Нас провели в пустой зал отправления, где все оборудование – компьютерные терминалы, телефоны и даже осветительная аппаратура – было демонтировано. Поскольку демонтаж должен был занять некоторое время, он указывал на то, что иракцы были полностью готовы к бомбовому удару и уже вывезли из аэропорта все, что считали нужным спасти. Мы раздали подарки, которые захватили с собой: коробки с шоколадом для офицеров и множество сладких наборов, которые дают детям во время полета на самолетах Virgin. Они предназначались для солдат, которые могли отправить их своим семьям. Затем я услышал шум снаружи, и через стеклянные двери вошел Тед Хит во главе большой группы мужчин, женщин и детей. Они выглядели бледными в лучах ламп дневного света. Едва увидев нас, они закричали от радости и побежали навстречу, чтобы обнять. Тед улыбался, смеялся и всем пожимал руки.

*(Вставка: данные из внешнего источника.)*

//! `huskycat status`: tool availability per tier, config provenance, and
//! state paths.

use anyhow::{Context, Result};
use hc_config::Config;
use hc_exec::Resolver;
use hc_registry::CATALOG;

pub fn handle_status() -> Result<()> {
    let workdir = std::env::current_dir().context("determine working directory")?;
    let config = Config::load(&workdir)?;

    println!("huskycat {}", env!("CARGO_PKG_VERSION"));
    match &config.source {
        Some(path) => println!("config: {}", path.display()),
        None => println!("config: built-in defaults"),
    }
    println!("state:  {}", hc_config::paths::state_root().display());

    let bundled = hc_bundle::ensure_tools().clone();
    if !bundled.is_empty() {
        println!("bundle: {} tool(s) extracted", bundled.len());
    }
    let resolver = Resolver::new(bundled, &workdir);

    println!("\n{:<20} {:<10} {}", "TOOL", "STATUS", "SOURCE");
    for descriptor in CATALOG {
        let enabled = config.is_tool_enabled(descriptor.name);
        let (status, source) = if !enabled {
            ("disabled", String::new())
        } else {
            match resolver.resolve(descriptor.name, descriptor.executable) {
                Ok(invocation) => ("ok", format!("{} ({})", invocation.program.display(), invocation.tier)),
                Err(_) => ("missing", String::new()),
            }
        };
        println!("{:<20} {:<10} {source}", descriptor.name, status);
    }

    Ok(())
}
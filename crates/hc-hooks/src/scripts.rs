//! Hook script generation and installation.
//!
//! Scripts are rendered deterministically from (version, binary path), so a
//! `--force` reinstall over an existing install is byte-identical. Each
//! script embeds a `HOOK_VERSION` literal and compares it against the
//! installed binary before validating, printing an update hint on drift.

use std::path::{Path, PathBuf};

use anyhow::{Context, Result};
use tracing::{debug, warn};

/// Marker identifying scripts we wrote; reinstall refuses to clobber
/// foreign hooks without `--force`.
const MANAGED_MARKER: &str = "# Managed by huskycat setup-hooks";

#[derive(Clone, Copy, Debug, PartialEq, Eq)]
pub enum HookKind {
    PreCommit,
    PrePush,
    CommitMsg,
}

impl HookKind {
    pub const ALL: [HookKind; 3] = [Self::PreCommit, Self::PrePush, Self::CommitMsg];

    pub fn file_name(&self) -> &'static str {
        match self {
            Self::PreCommit => "pre-commit",
            Self::PrePush => "pre-push",
            Self::CommitMsg => "commit-msg",
        }
    }
}

/// Shared preamble: binary discovery (recorded absolute path, then PATH,
/// then a cargo developer fallback), skip-hooks bypass, and the version
/// drift warning.
fn preamble(version: &str, binary_path: Option<&Path>) -> String {
    let recorded = binary_path
        .map(|p| p.display().to_string())
        .unwrap_or_default();
    format!(
        r#"#!/bin/sh
{MANAGED_MARKER}; reinstall with: huskycat setup-hooks --force
HOOK_VERSION="{version}"

if [ -n "$HUSKYCAT_SKIP_HOOKS" ]; then
    exit 0
fi

if [ -n "{recorded}" ] && [ -x "{recorded}" ]; then
    HUSKYCAT="{recorded}"
elif command -v huskycat >/dev/null 2>&1; then
    HUSKYCAT="huskycat"
elif command -v cargo >/dev/null 2>&1 && [ -f Cargo.toml ]; then
    # Developer fallback: run from the working tree.
    HUSKYCAT="cargo run --quiet --bin huskycat --"
else
    echo "huskycat: binary not found; skipping validation" >&2
    exit 0
fi

if [ "${{HUSKYCAT_CHECK_VERSION:-1}}" != "0" ]; then
    BIN_VERSION="$($HUSKYCAT --version 2>/dev/null | awk '{{print $2}}')"
    if [ -n "$BIN_VERSION" ] && [ "$BIN_VERSION" != "$HOOK_VERSION" ]; then
        echo "huskycat: hook v$HOOK_VERSION, binary v$BIN_VERSION; run 'huskycat setup-hooks --force' to update" >&2
    fi
fi

if [ "$(git config --get huskycat.nonblocking 2>/dev/null)" = "true" ]; then
    HUSKYCAT_NONBLOCKING=1
    export HUSKYCAT_NONBLOCKING
fi
"#
    )
}

/// Render one hook script.
pub fn render_hook(kind: HookKind, version: &str, binary_path: Option<&Path>) -> String {
    let preamble = preamble(version, binary_path);
    let body = match kind {
        HookKind::PreCommit => {
            r#"
exec $HUSKYCAT validate --mode git-hooks --staged
"#
        }
        HookKind::PrePush => {
            r#"
FILES=$(git diff --name-only "@{upstream}"...HEAD 2>/dev/null)
if [ -z "$FILES" ]; then
    exit 0
fi
printf '%s\n' "$FILES" | exec $HUSKYCAT validate --mode pipeline
"#
        }
        HookKind::CommitMsg => {
            r#"
exec $HUSKYCAT commit-msg "$1"
"#
        }
    };
    format!("{preamble}{body}")
}

/// Outcome of one `install_hooks` call.
#[derive(Debug, Default)]
pub struct InstallReport {
    pub installed: Vec<PathBuf>,
    pub skipped: Vec<PathBuf>,
}

/// Install all hook scripts into `hooks_dir` with executable bits set.
///
/// Existing hooks we manage are rewritten in place; foreign hooks are left
/// alone unless `force` is given.
pub fn install_hooks(
    hooks_dir: &Path,
    version: &str,
    binary_path: Option<&Path>,
    force: bool,
) -> Result<InstallReport> {
    std::fs::create_dir_all(hooks_dir)
        .with_context(|| format!("create hooks directory {}", hooks_dir.display()))?;

    let mut report = InstallReport::default();
    for kind in HookKind::ALL {
        let dest = hooks_dir.join(kind.file_name());
        if dest.exists() && !force {
            let existing = std::fs::read_to_string(&dest).unwrap_or_default();
            if !existing.contains(MANAGED_MARKER) {
                warn!(hook = kind.file_name(), "existing unmanaged hook left alone (use --force)");
                report.skipped.push(dest);
                continue;
            }
        }
        let content = render_hook(kind, version, binary_path);
        std::fs::write(&dest, &content)
            .with_context(|| format!("write hook {}", dest.display()))?;
        set_executable(&dest)?;
        debug!(hook = kind.file_name(), "installed");
        report.installed.push(dest);
    }
    Ok(report)
}

fn set_executable(path: &Path) -> Result<()> {
    #[cfg(unix)]
    {
        use std::os::unix::fs::PermissionsExt;
        let mut perms = std::fs::metadata(path)?.permissions();
        perms.set_mode(0o755);
        std::fs::set_permissions(path, perms)
            .with_context(|| format!("set executable bit on {}", path.display()))?;
    }
    Ok(())
}

#[cfg(test)]
mod tests {
    use super::*;
    use tempfile::tempdir;

    #[test]
    fn rendered_hooks_embed_version_and_marker() {
        let script = render_hook(HookKind::PreCommit, "1.2.3", None);
        assert!(script.starts_with("#!/bin/sh"));
        assert!(script.contains("HOOK_VERSION=\"1.2.3\""));
        assert!(script.contains(MANAGED_MARKER));
        assert!(script.contains("validate --mode git-hooks --staged"));
    }

    #[test]
    fn recorded_binary_path_is_preferred() {
        let script = render_hook(
            HookKind::PreCommit,
            "1.0.0",
            Some(Path::new("/opt/huskycat/bin/huskycat")),
        );
        assert!(script.contains("/opt/huskycat/bin/huskycat"));
    }

    #[test]
    fn commit_msg_hook_forwards_the_message_file() {
        let script = render_hook(HookKind::CommitMsg, "1.0.0", None);
        assert!(script.contains("commit-msg \"$1\""));
    }

    #[test]
    fn pre_push_hook_pipes_changed_files() {
        let script = render_hook(HookKind::PrePush, "1.0.0", None);
        assert!(script.contains("--mode pipeline"));
        assert!(script.contains("@{upstream}"));
    }

    #[test]
    fn install_writes_all_three_hooks_executable() {
        let tmp = tempdir().unwrap();
        let report = install_hooks(tmp.path(), "1.0.0", None, false).unwrap();
        assert_eq!(report.installed.len(), 3);
        assert!(report.skipped.is_empty());

        for kind in HookKind::ALL {
            let path = tmp.path().join(kind.file_name());
            assert!(path.exists());
            #[cfg(unix)]
            {
                use std::os::unix::fs::PermissionsExt;
                let mode = std::fs::metadata(&path).unwrap().permissions().mode();
                assert_eq!(mode & 0o111, 0o111, "{}", kind.file_name());
            }
        }
    }

    #[test]
    fn force_reinstall_is_byte_identical() {
        let tmp = tempdir().unwrap();
        install_hooks(tmp.path(), "1.0.0", None, false).unwrap();
        let before = std::fs::read(tmp.path().join("pre-commit")).unwrap();

        install_hooks(tmp.path(), "1.0.0", None, true).unwrap();
        let after = std::fs::read(tmp.path().join("pre-commit")).unwrap();
        assert_eq!(before, after);
    }

    #[test]
    fn unmanaged_hook_is_preserved_without_force() {
        let tmp = tempdir().unwrap();
        let foreign = tmp.path().join("pre-commit");
        std::fs::write(&foreign, "#!/bin/sh\necho custom hook\n").unwrap();

        let report = install_hooks(tmp.path(), "1.0.0", None, false).unwrap();
        assert_eq!(report.skipped, vec![foreign.clone()]);
        assert_eq!(
            std::fs::read_to_string(&foreign).unwrap(),
            "#!/bin/sh\necho custom hook\n"
        );
    }

    #[test]
    fn force_overwrites_unmanaged_hooks() {
        let tmp = tempdir().unwrap();
        let foreign = tmp.path().join("pre-commit");
        std::fs::write(&foreign, "#!/bin/sh\necho custom hook\n").unwrap();

        let report = install_hooks(tmp.path(), "1.0.0", None, true).unwrap();
        assert_eq!(report.installed.len(), 3);
        assert!(std::fs::read_to_string(&foreign)
            .unwrap()
            .contains(MANAGED_MARKER));
    }

    #[test]
    fn managed_hook_is_refreshed_without_force() {
        let tmp = tempdir().unwrap();
        install_hooks(tmp.path(), "1.0.0", None, false).unwrap();
        let report = install_hooks(tmp.path(), "1.1.0", None, false).unwrap();
        assert_eq!(report.installed.len(), 3);
        let content = std::fs::read_to_string(tmp.path().join("pre-commit")).unwrap();
        assert!(content.contains("HOOK_VERSION=\"1.1.0\""));
    }
}
use std::path::PathBuf;

/// Per-user state root: `$HUSKYCAT_HOME` when set (tests and containers
/// redirect state this way), otherwise `~/.huskycat`.
pub fn state_root() -> PathBuf {
    if let Ok(root) = std::env::var("HUSKYCAT_HOME") {
        if !root.is_empty() {
            return PathBuf::from(root);
        }
    }
    match directories::BaseDirs::new() {
        Some(dirs) => dirs.home_dir().join(".huskycat"),
        None => std::env::temp_dir().join("huskycat-state"),
    }
}

/// Extracted bundled tools and their version manifest.
pub fn tools_dir() -> PathBuf {
    state_root().join("tools")
}

/// Run records, one JSON file per run id.
pub fn runs_dir() -> PathBuf {
    state_root().join("runs")
}

/// PID files for currently-tracked detached children.
pub fn pids_dir() -> PathBuf {
    runs_dir().join("pids")
}

/// Per-run log files capturing child standard streams.
pub fn logs_dir() -> PathBuf {
    runs_dir().join("logs")
}

#[cfg(test)]
mod tests {
    use super::*;

    #[test]
    fn run_state_nests_under_runs() {
        assert_eq!(pids_dir(), runs_dir().join("pids"));
        assert_eq!(logs_dir(), runs_dir().join("logs"));
    }

    #[test]
    fn tools_dir_nests_under_state_root() {
        assert!(tools_dir().starts_with(state_root()));
    }
}
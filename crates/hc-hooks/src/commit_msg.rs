//! Conventional commit-message check: `type(scope): subject` with a fixed
//! type set. Merge, revert, fixup and squash messages pass through
//! unchanged.

use std::sync::OnceLock;

use regex::Regex;

const TYPES: &[&str] = &["feat", "fix", "docs", "style", "refactor", "test", "chore"];

fn subject_regex() -> &'static Regex {
    static RE: OnceLock<Regex> = OnceLock::new();
    RE.get_or_init(|| {
        Regex::new(r"^(feat|fix|docs|style|refactor|test|chore)(\([a-z0-9._/-]+\))?!?: \S.*$")
            .expect("static regex")
    })
}

/// Validate a commit message. Returns a human-readable rejection reason on
/// failure.
pub fn check_commit_message(message: &str) -> Result<(), String> {
    // First non-comment, non-empty line is the subject.
    let subject = message
        .lines()
        .find(|line| !line.trim().is_empty() && !line.starts_with('#'));
    let Some(subject) = subject else {
        return Err("empty commit message".to_string());
    };

    // Machine-generated messages are not ours to police.
    if subject.starts_with("Merge ")
        || subject.starts_with("Revert ")
        || subject.starts_with("fixup!")
        || subject.starts_with("squash!")
    {
        return Ok(());
    }

    if subject_regex().is_match(subject) {
        Ok(())
    } else {
        Err(format!(
            "commit subject must match 'type(scope): subject' with type in {{{}}}, got: {subject}",
            TYPES.join(", ")
        ))
    }
}
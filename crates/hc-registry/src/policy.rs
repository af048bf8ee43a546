//! Fix-confidence policy: decides, per (mode, tool), whether an invocation
//! runs the tool's fix or its check.
//!
//! CI and MCP validation never mutate source files, regardless of flags.
//! Prompts only exist in interactive contexts; the caller resolves them and
//! EOF/non-TTY counts as the default answer.

use hc_core::{FixConfidence, Mode};

/// Resolved action for one (mode, tool) pair.
#[derive(Clone, Copy, Debug, PartialEq, Eq)]
pub enum FixAction {
    Fix,
    Check,
    /// Ask on the controlling terminal; default answer is "yes".
    PromptDefaultYes,
    /// Ask on the controlling terminal; default answer is "no".
    PromptDefaultNo,
}

impl FixAction {
    /// Collapse a prompt to its default answer (EOF / non-TTY path).
    pub fn default_resolution(self) -> bool {
        matches!(self, Self::Fix | Self::PromptDefaultYes)
    }
}

/// Everything the policy needs about the invocation context.
#[derive(Clone, Copy, Debug)]
pub struct PolicyInput {
    pub mode: Mode,
    /// A controlling TTY is attached (GitHooks prompting, CLI interactivity).
    pub interactive_tty: bool,
    /// `--fix` was requested.
    pub fix_requested: bool,
    /// `--unsafe` opt-in for Uncertain fixes under CLI.
    pub unsafe_allowed: bool,
}

/// The policy table. Manual never fixes, anywhere.
pub fn decide(input: &PolicyInput, confidence: FixConfidence) -> FixAction {
    if confidence == FixConfidence::Manual {
        return FixAction::Check;
    }
    match input.mode {
        Mode::Ci | Mode::Mcp => FixAction::Check,
        Mode::GitHooks => match (confidence, input.interactive_tty) {
            (FixConfidence::Safe, _) => FixAction::Fix,
            (FixConfidence::Likely, true) => FixAction::PromptDefaultYes,
            (FixConfidence::Uncertain, true) => FixAction::PromptDefaultNo,
            _ => FixAction::Check,
        },
        Mode::Cli => {
            if !input.fix_requested {
                return FixAction::Check;
            }
            match confidence {
                FixConfidence::Safe | FixConfidence::Likely => FixAction::Fix,
                FixConfidence::Uncertain if input.unsafe_allowed => FixAction::Fix,
                _ => FixAction::Check,
            }
        }
        Mode::Pipeline => {
            if input.fix_requested {
                FixAction::Fix
            } else {
                FixAction::Check
            }
        }
    }
}
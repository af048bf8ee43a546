use std::path::Path;

use hc_config::Config;

use crate::catalog::CATALOG;
use crate::descriptor::ToolDescriptor;

/// Tools applicable to one file, in catalog order (which is already a
/// topological order of the dependency graph).
///
/// Filters out tools disabled in config and, under fast mode, tools marked
/// slow. A single file may activate several descriptors; their execution
/// order is the scheduler's concern.
pub fn applicable_tools(
    file: &Path,
    config: &Config,
    fast_mode: bool,
) -> Vec<&'static ToolDescriptor> {
    CATALOG
        .iter()
        .filter(|d| d.matcher.matches(file))
        .filter(|d| config.is_tool_enabled(d.name))
        .filter(|d| !(fast_mode && d.slow))
        .collect()
}
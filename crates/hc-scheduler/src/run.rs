use std::collections::HashMap;
use std::ffi::OsString;
use std::path::PathBuf;
use std::sync::atomic::{AtomicBool, Ordering};
use std::sync::{Arc, Mutex};

use hc_core::{AppError, ProgressCounts, ProgressState, ValidationResult};
use hc_exec::Resolver;
use hc_registry::ToolDescriptor;
use tokio::sync::Semaphore;
use tokio::task::JoinSet;
use tracing::{debug, warn};

use crate::levels::dependency_levels;

/// Thread-safe progress sink; invoked from worker tasks.
pub type ProgressCallback = Arc<dyn Fn(&str, ProgressState, ProgressCounts) + Send + Sync>;

/// One (tool, file) unit of work with its resolved fix decision.
pub struct WorkItem {
    pub descriptor: &'static ToolDescriptor,
    pub file: PathBuf,
    pub do_fix: bool,
    pub extra_args: Vec<String>,
}

/// Aggregate of one scheduler run.
#[derive(Debug)]
pub struct RunOutcome {
    /// Sorted by (file, tool) regardless of execution order.
    pub results: Vec<ValidationResult>,
    /// Tools no tier could provide (non-strict mode only).
    pub skipped_tools: Vec<String>,
}

impl RunOutcome {
    pub fn overall_success(&self) -> bool {
        self.results.iter().all(|r| r.success)
    }
}

/// Executes work items level by level over the dependency DAG.
pub struct Scheduler {
    pub resolver: Arc<Resolver>,
    /// Worker pool size; 1 gives sequential dependency-order execution.
    pub jobs: usize,
    /// Cancel outstanding work on the first error.
    pub fail_fast: bool,
    /// Unavailable tools become hard errors instead of skips.
    pub strict: bool,
    pub workdir: PathBuf,
    pub search_path: Option<OsString>,
    pub progress: Option<ProgressCallback>,
}
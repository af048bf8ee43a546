use std::path::Path;

use glob::Pattern;

/// Compiled exclude patterns.
///
/// A pattern containing a path separator matches against the whole relative
/// path; a bare pattern (e.g. `target` or `*.min.js`) matches any single
/// path component, which is what users writing `node_modules` expect.
#[derive(Debug, Default)]
pub struct ExcludeSet {
    whole_path: Vec<Pattern>,
    component: Vec<Pattern>,
}

impl ExcludeSet {
    pub fn compile(patterns: &[String]) -> anyhow::Result<Self> {
        let mut whole_path = Vec::new();
        let mut component = Vec::new();
        for raw in patterns {
            let pattern = Pattern::new(raw)
                .map_err(|e| anyhow::anyhow!("invalid exclude pattern '{raw}': {e}"))?;
            if raw.contains('/') {
                whole_path.push(pattern);
            } else {
                component.push(pattern);
            }
        }
        Ok(Self {
            whole_path,
            component,
        })
    }

    pub fn is_excluded(&self, path: &Path) -> bool {
        if self.whole_path.iter().any(|p| p.matches_path(path)) {
            return true;
        }
        path.components().any(|c| {
            let text = c.as_os_str().to_string_lossy();
            self.component.iter().any(|p| p.matches(&text))
        })
    }

    pub fn is_empty(&self) -> bool {
        self.whole_path.is_empty() && self.component.is_empty()
    }
}
//! Environment-variable surface, all under the `HUSKYCAT_` prefix.

use hc_core::{AppError, Mode};

/// Parse a boolean feature-flag value, case-insensitively, from the
/// documented set {true, false, 1, 0, yes, no, on, off}.
pub fn parse_flag_value(flag: &str, value: &str) -> Result<bool, AppError> {
    match value.trim().to_ascii_lowercase().as_str() {
        "true" | "1" | "yes" | "on" => Ok(true),
        "false" | "0" | "no" | "off" => Ok(false),
        _ => Err(AppError::BadFlagValue {
            flag: flag.to_string(),
            value: value.to_string(),
        }),
    }
}

/// Forced mode from `HUSKYCAT_MODE`, if set and valid.
pub fn mode_override() -> Result<Option<Mode>, AppError> {
    match std::env::var("HUSKYCAT_MODE") {
        Ok(value) if !value.is_empty() => value.parse().map(Some),
        _ => Ok(None),
    }
}

/// `HUSKYCAT_SKIP_HOOKS` bypasses validation entirely in GitHooks mode.
/// Any truthy value counts; unparseable values are ignored (hooks run).
pub fn skip_hooks_requested() -> bool {
    std::env::var("HUSKYCAT_SKIP_HOOKS")
        .ok()
        .and_then(|v| parse_flag_value("HUSKYCAT_SKIP_HOOKS", &v).ok())
        .unwrap_or(false)
}

#[cfg(test)]
mod tests {
    use super::*;

    #[test]
    fn flag_values_parse_case_insensitively() {
        for truthy in ["true", "TRUE", "1", "yes", "Yes", "on", "ON"] {
            assert!(parse_flag_value("f", truthy).unwrap(), "{truthy}");
        }
        for falsy in ["false", "FALSE", "0", "no", "No", "off", "OFF"] {
            assert!(!parse_flag_value("f", falsy).unwrap(), "{falsy}");
        }
    }

    #[test]
    fn bad_flag_value_is_config_error() {
        let err = parse_flag_value("parallel_execution", "maybe").unwrap_err();
        assert_eq!(err.exit_code(), hc_core::EXIT_CONFIG);
    }
}
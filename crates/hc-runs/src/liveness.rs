/// Existence probe for a process id.
pub fn is_process_alive(pid: u32) -> bool {
    #[cfg(unix)]
    {
        // SAFETY: `kill(pid, 0)` performs an existence/permission probe only.
        let ret = unsafe { libc::kill(pid as libc::pid_t, 0) };
        if ret == 0 {
            return true;
        }
        let errno = std::io::Error::last_os_error().raw_os_error();
        errno == Some(libc::EPERM)
    }

    #[cfg(not(unix))]
    {
        std::path::Path::new(&format!("/proc/{pid}/stat")).exists()
    }
}
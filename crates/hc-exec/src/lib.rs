//! Tool execution substrate: the three-tier resolver that turns a tool name
//! into a ready-to-run command prefix, and the child-process invocation
//! layer with process-group isolation and scheduler-enforced timeouts.

pub mod invoke;
pub mod resolver;

pub use invoke::{run_with_timeout, ExecOutcome};
pub use resolver::{Invocation, Resolver};
use anyhow::{Context, Result};
use std::io::{self, Write};
use tracing::{error, info};

use talkprep::{config::DataPaths, inspect, logging};

fn main() -> Result<()> {
    logging::init_logging();

    let paths = DataPaths::from_cwd()?;

    let report = inspect::run_eda(&paths.input).inspect_err(|e| error!("{:#}", e))?;

    let mut stdout = io::stdout().lock();
    report
        .render(&mut stdout)
        .context("writing EDA report to stdout")?;
    stdout.flush()?;

    info!("EDA finished");
    Ok(())
}
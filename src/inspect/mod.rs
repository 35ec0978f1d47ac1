// src/inspect/mod.rs
pub mod report;
pub mod stats;

use anyhow::Result;
use std::path::Path;
use tracing::{debug, info};

use crate::config::{
    COST_PER_MILLION_TOKENS, MAX_SHORT_EXAMPLES, PERCENTILE, PREVIEW_CHARS, SHORT_TALK_THRESHOLD,
    TOKENS_PER_WORD,
};
use crate::table::{
    self, cell, is_blank, word_count, Row, Table, TALK_ID, TITLE, TRANSCRIPT, URL,
};

pub use stats::LengthStats;

/// Column used to detect repeated talks.
#[derive(Debug, Clone, Copy, PartialEq, Eq)]
pub enum DuplicateKey {
    Url,
    /// `url` is absent; titles were compared instead.
    Title,
    /// Neither column exists.
    None,
}

#[derive(Debug, Clone, PartialEq, Eq)]
pub struct ShortTalk {
    pub talk_id: String,
    pub title: String,
    pub word_count: usize,
    /// Leading characters of the transcript, line breaks flattened to spaces.
    pub preview: String,
}

#[derive(Debug, Clone, Copy, PartialEq)]
pub struct CostEstimate {
    pub total_words: usize,
    pub estimated_tokens: f64,
    /// USD to embed every usable transcript.
    pub estimated_cost: f64,
}

impl CostEstimate {
    pub fn from_words(total_words: usize) -> Self {
        let estimated_tokens = total_words as f64 * TOKENS_PER_WORD;
        Self {
            total_words,
            estimated_tokens,
            estimated_cost: estimated_tokens / 1_000_000.0 * COST_PER_MILLION_TOKENS,
        }
    }
}

#[derive(Debug, Clone, Copy, PartialEq, Eq)]
pub enum Action {
    FilterMissingTranscripts,
    FilterShortTalks,
    DeduplicateByUrl,
}

impl Action {
    pub fn describe(self) -> String {
        match self {
            Action::FilterMissingTranscripts => {
                "Filter rows with missing/blank transcript".to_string()
            }
            Action::FilterShortTalks => format!(
                "Filter rows where word count < {} (removes musical performances)",
                SHORT_TALK_THRESHOLD
            ),
            Action::DeduplicateByUrl => "Deduplicate by url".to_string(),
        }
    }
}

/// Everything the exploratory pass measures. Read-only with respect to the
/// table it came from.
#[derive(Debug, Clone, PartialEq)]
pub struct EdaReport {
    pub total_rows: usize,
    pub missing_transcripts: usize,
    /// `None` when the table has no `title` column.
    pub missing_titles: Option<usize>,
    pub duplicate_key: DuplicateKey,
    pub duplicates: usize,
    /// `None` when no row has a usable transcript.
    pub length: Option<LengthStats>,
    pub short_talks: usize,
    /// First few short talks, in table order.
    pub short_examples: Vec<ShortTalk>,
    pub cost: CostEstimate,
    /// Empty means the data is clean.
    pub actions: Vec<Action>,
}

impl EdaReport {
    pub fn missing_transcript_pct(&self) -> f64 {
        if self.total_rows == 0 {
            0.0
        } else {
            self.missing_transcripts as f64 / self.total_rows as f64 * 100.0
        }
    }

    pub fn is_clean(&self) -> bool {
        self.actions.is_empty()
    }
}

/// Load the table at `input` and measure it.
pub fn run_eda(input: &Path) -> Result<EdaReport> {
    info!(path = %input.display(), "starting EDA");
    let table = table::load_table(input)?;
    Ok(inspect(&table))
}

#[tracing::instrument(level = "debug", skip(table), fields(rows = table.len()))]
pub fn inspect(table: &Table) -> EdaReport {
    let transcript = table.column_index(TRANSCRIPT);
    let title = table.column_index(TITLE);
    let talk_id = table.column_index(TALK_ID);

    let missing_transcripts = table
        .rows
        .iter()
        .filter(|row| is_blank(field(row, transcript)))
        .count();
    let missing_titles =
        title.map(|idx| table.rows.iter().filter(|row| cell(row, idx).is_none()).count());

    let (duplicate_key, duplicates) = match (table.column_index(URL), title) {
        (Some(idx), _) => (DuplicateKey::Url, count_repeats(table, idx)),
        (None, Some(idx)) => (DuplicateKey::Title, count_repeats(table, idx)),
        (None, None) => (DuplicateKey::None, 0),
    };
    debug!(?duplicate_key, duplicates, "duplicate check");

    // Length, junk and cost figures only look at usable transcripts.
    let usable: Vec<(&Row, usize)> = table
        .rows
        .iter()
        .filter(|row| !is_blank(field(row, transcript)))
        .map(|row| (row, word_count(field(row, transcript))))
        .collect();
    let counts: Vec<usize> = usable.iter().map(|&(_, n)| n).collect();

    let short: Vec<&(&Row, usize)> = usable
        .iter()
        .filter(|(_, n)| *n < SHORT_TALK_THRESHOLD)
        .collect();
    let short_examples = short
        .iter()
        .take(MAX_SHORT_EXAMPLES)
        .map(|&&(row, n)| ShortTalk {
            talk_id: field(row, talk_id).unwrap_or("N/A").to_string(),
            title: field(row, title).unwrap_or("Untitled").to_string(),
            word_count: n,
            preview: preview(field(row, transcript).unwrap_or_default()),
        })
        .collect();

    let mut actions = Vec::new();
    if missing_transcripts > 0 {
        actions.push(Action::FilterMissingTranscripts);
    }
    if !short.is_empty() {
        actions.push(Action::FilterShortTalks);
    }
    if duplicates > 0 {
        actions.push(Action::DeduplicateByUrl);
    }

    EdaReport {
        total_rows: table.len(),
        missing_transcripts,
        missing_titles,
        duplicate_key,
        duplicates,
        length: LengthStats::from_counts(&counts, PERCENTILE),
        short_talks: short.len(),
        short_examples,
        cost: CostEstimate::from_words(counts.iter().sum()),
        actions,
    }
}

fn field(row: &Row, idx: Option<usize>) -> Option<&str> {
    idx.and_then(|idx| cell(row, idx))
}

fn count_repeats(table: &Table, idx: usize) -> usize {
    table.repeat_flags(idx).into_iter().filter(|&dup| dup).count()
}

fn preview(transcript: &str) -> String {
    transcript
        .chars()
        .take(PREVIEW_CHARS)
        .map(|c| if c == '\n' || c == '\r' { ' ' } else { c })
        .collect()
}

Вскоре я понял, что не все эти люди улетят с нами. Они смеялись и обнимали друг друга, слезы катились по их лицам. Снаружи солдаты разгружали упаковки с медикаментами, которые мы привезли с собой. Мы открыли бутылки с шампанским и пили друг за друга и за тех, кто вынужден остаться. Я нашел зятя Фрэнка Хесси, и мы обнялись. Беременная филиппинская женщина, которая должна была расстаться с мужем, подошла ко мне. Она плакала. Другому мужчине пришлось передать свою трехлетнюю дочку няне и попрощаться с ней. Я просто обнял его. Я не мог больше ничего сделать. У нас обоих в глазах стояли слезы. У меня тоже есть дети.